Decoherence and determinism in a one-dimensional cloud-chamber model

TL;DR

This paper investigates how a one-dimensional quantum model can explain the emergence of linear tracks in cloud chambers, exploring the roles of decoherence, determinism, and atom positions in quantum measurement.

Contribution

It extends a one-dimensional spin model to analyze the measurement process and the influence of atom positions on detection outcomes, providing both time-dependent and time-independent perspectives.

Findings

Wave packet evolution can be deterministic in the model.

Spin-excitation probabilities are highly sensitive to model parameters.

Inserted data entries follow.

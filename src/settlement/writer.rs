// Settlement Writer - bulk-persists a day's aggregate
//
// Write Flow:
// 1. Turn the aggregate into rows (partner order)
// 2. One bulk insert per batch (or per chunk in parallel mode)
// 3. Map per-row failures back to partner ids
// 4. Any failed row turns the whole call into a BatchWrite error carrying the WriteResult

use async_trait::async_trait;
use chrono::NaiveDate;
use futures::stream::{self, StreamExt};
use std::sync::Arc;
use tracing::{debug, error, info};

use crate::error::{SettlementError, StoreError};
use crate::settlement::models::{RowOutcome, SettlementAggregate, SettlementRecord, WriteResult};

/// Bulk persistence for settlement rows
#[async_trait]
pub trait SettlementStore: Send + Sync {
    /// Insert all rows as one batch.
    ///
    /// `Ok` holds one outcome per input row. `StoreError::Batch` carries per-row
    /// outcomes when the backend could attribute failures to rows; a shorter
    /// outcome list means the trailing rows never committed.
    async fn insert_batch(&self, rows: &[SettlementRecord]) -> Result<Vec<RowOutcome>, StoreError>;
}

#[derive(Debug, Clone, Copy, PartialEq, Eq)]
pub enum WriteMode {
    /// Single batch for the whole aggregate
    Bulk,
    /// Disjoint chunks written by a bounded pool of workers
    Parallel { workers: usize },
}

#[derive(Debug, Clone)]
pub struct WriterConfig {
    pub mode: WriteMode,
}

impl Default for WriterConfig {
    fn default() -> Self {
        Self { mode: WriteMode::Bulk }
    }
}

pub struct SettlementWriter {
    store: Arc<dyn SettlementStore>,
    config: WriterConfig,
}

impl SettlementWriter {
    pub fn new(store: Arc<dyn SettlementStore>, config: WriterConfig) -> Self {
        Self { store, config }
    }

    pub async fn write(
        &self,
        aggregate: &SettlementAggregate,
        settlement_date: NaiveDate,
    ) -> Result<WriteResult, SettlementError> {
        let rows = SettlementRecord::from_aggregate(aggregate, settlement_date);

        if rows.is_empty() {
            info!("✓ No settlement rows to write for {}", settlement_date);
            return Ok(WriteResult::default());
        }

        let mut failed_partner_ids = match self.config.mode {
            WriteMode::Bulk => self.write_chunk(&rows).await,
            WriteMode::Parallel { workers } => self.write_parallel(&rows, workers).await,
        };
        failed_partner_ids.sort_unstable();

        let result = WriteResult {
            total_rows: rows.len(),
            failed_partner_ids,
        };

        if result.is_success() {
            info!(
                "✓ Wrote {} settlement rows for {}",
                result.total_rows, settlement_date
            );
            Ok(result)
        } else {
            error!(
                "❌ Settlement batch for {} failed on {}/{} rows: {:?}",
                settlement_date,
                result.failed_partner_ids.len(),
                result.total_rows,
                result.failed_partner_ids
            );
            Err(SettlementError::BatchWrite { result })
        }
    }

    async fn write_parallel(&self, rows: &[SettlementRecord], workers: usize) -> Vec<i64> {
        let workers = workers.max(1);
        let chunk_size = rows.len().div_ceil(workers);

        debug!(
            "Writing {} settlement rows with {} workers ({} rows per chunk)",
            rows.len(),
            workers,
            chunk_size
        );

        // each worker owns its chunk so the fan-out future stays Send
        let per_chunk: Vec<Vec<i64>> = stream::iter(rows.chunks(chunk_size).map(<[_]>::to_vec))
            .map(|chunk| async move { self.write_chunk(&chunk).await })
            .buffer_unordered(workers)
            .collect()
            .await;

        per_chunk.into_iter().flatten().collect()
    }

    /// Failed partner ids of one batch
    async fn write_chunk(&self, rows: &[SettlementRecord]) -> Vec<i64> {
        match self.store.insert_batch(rows).await {
            Ok(outcomes) => failed_rows(rows, &outcomes),
            Err(StoreError::Batch { outcomes }) => failed_rows(rows, &outcomes),
            Err(StoreError::Unavailable(reason)) => {
                error!(
                    "❌ Settlement store unavailable, treating all {} rows as failed: {}",
                    rows.len(),
                    reason
                );
                rows.iter().map(|row| row.partner_id).collect()
            }
        }
    }
}

fn failed_rows(rows: &[SettlementRecord], outcomes: &[RowOutcome]) -> Vec<i64> {
    rows.iter()
        .enumerate()
        .filter_map(|(index, row)| match outcomes.get(index) {
            Some(RowOutcome::Written) => None,
            Some(RowOutcome::Failed(reason)) => {
                debug!("Settlement row for partner {} failed: {}", row.partner_id, reason);
                Some(row.partner_id)
            }
            None => Some(row.partner_id),
        })
        .collect()
}
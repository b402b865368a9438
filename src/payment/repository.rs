use async_trait::async_trait;
use chrono::{DateTime, Utc};
use sqlx::PgPool;
use tracing::debug;

use super::models::{PaymentRecord, PaymentRow, PaymentStatus};
use crate::error::AppResult;

/// Read side of the payment subsystem consumed by the settlement job
#[async_trait]
pub trait PaymentQuery: Send + Sync {
    /// Payments with `status` whose `payment_date` lies in `[start, end)`.
    /// Always a fresh read.
    async fn find(
        &self,
        status: PaymentStatus,
        start: DateTime<Utc>,
        end: DateTime<Utc>,
    ) -> AppResult<Vec<PaymentRecord>>;

    async fn find_by_imp_uid(&self, imp_uid: &str) -> AppResult<Option<PaymentRecord>>;
}

pub struct PaymentRepository {
    pool: PgPool,
}

impl PaymentRepository {
    pub fn new(pool: PgPool) -> Self {
        Self { pool }
    }
}

#[async_trait]
impl PaymentQuery for PaymentRepository {
    async fn find(
        &self,
        status: PaymentStatus,
        start: DateTime<Utc>,
        end: DateTime<Utc>,
    ) -> AppResult<Vec<PaymentRecord>> {
        let rows = sqlx::query_as::<_, PaymentRow>(
            r#"
            SELECT id, imp_uid, partner_id, amount, payment_date, status
            FROM payments
            WHERE status = $1 AND payment_date >= $2 AND payment_date < $3
            ORDER BY id
            "#,
        )
        .bind(status.as_str())
        .bind(start)
        .bind(end)
        .fetch_all(&self.pool)
        .await?;

        debug!("📥 Loaded {} {} payments in [{}, {})", rows.len(), status, start, end);

        rows.into_iter().map(PaymentRecord::try_from).collect()
    }

    async fn find_by_imp_uid(&self, imp_uid: &str) -> AppResult<Option<PaymentRecord>> {
        let row = sqlx::query_as::<_, PaymentRow>(
            r#"
            SELECT id, imp_uid, partner_id, amount, payment_date, status
            FROM payments
            WHERE imp_uid = $1
            "#,
        )
        .bind(imp_uid)
        .fetch_optional(&self.pool)
        .await?;

        row.map(PaymentRecord::try_from).transpose()
    }
}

Preliminary results support the idea that atom positions influence measurement results.

Abstract

The hypothesis by Sparenberg et al. (2013) that the particular linear tracks appearing in the measurement of a spherically-emitting radioactive source in a cloud chamber are determined by the (random) positions of atoms or molecules inside the chamber is further explored in the framework of a recently established one-dimensional model by Carlone et al. (2015). In this model, meshes of localized spins 1/2 play the role of the cloud-chamber atoms and the spherical wave is replaced by a linear superposition of two wave packets moving from the origin to the left and to the right, evolving deterministically according to the Schr\"odinger equation. We first revisit these results using a time-dependent approach, where the wave packets impinge on a symmetric two-sided detector. We discuss the evolution of the wave function in the configuration space and stress the interest of a non-symmetric detector in a quantum-measurement perspective. Next we use a time-independent approach to study the scattering of a plane wave on a single-sided detector. Preliminary results are obtained, analytically for the single-spin case and numerically for up to 8 spins. They show that the spin-excitation probabilities are sometimes very sensitive to the parameters of the model, which corroborates the idea that the measurement result could be determined by the atom positions. The possible origin of decoherence and entropy increase in future models is finally discussed.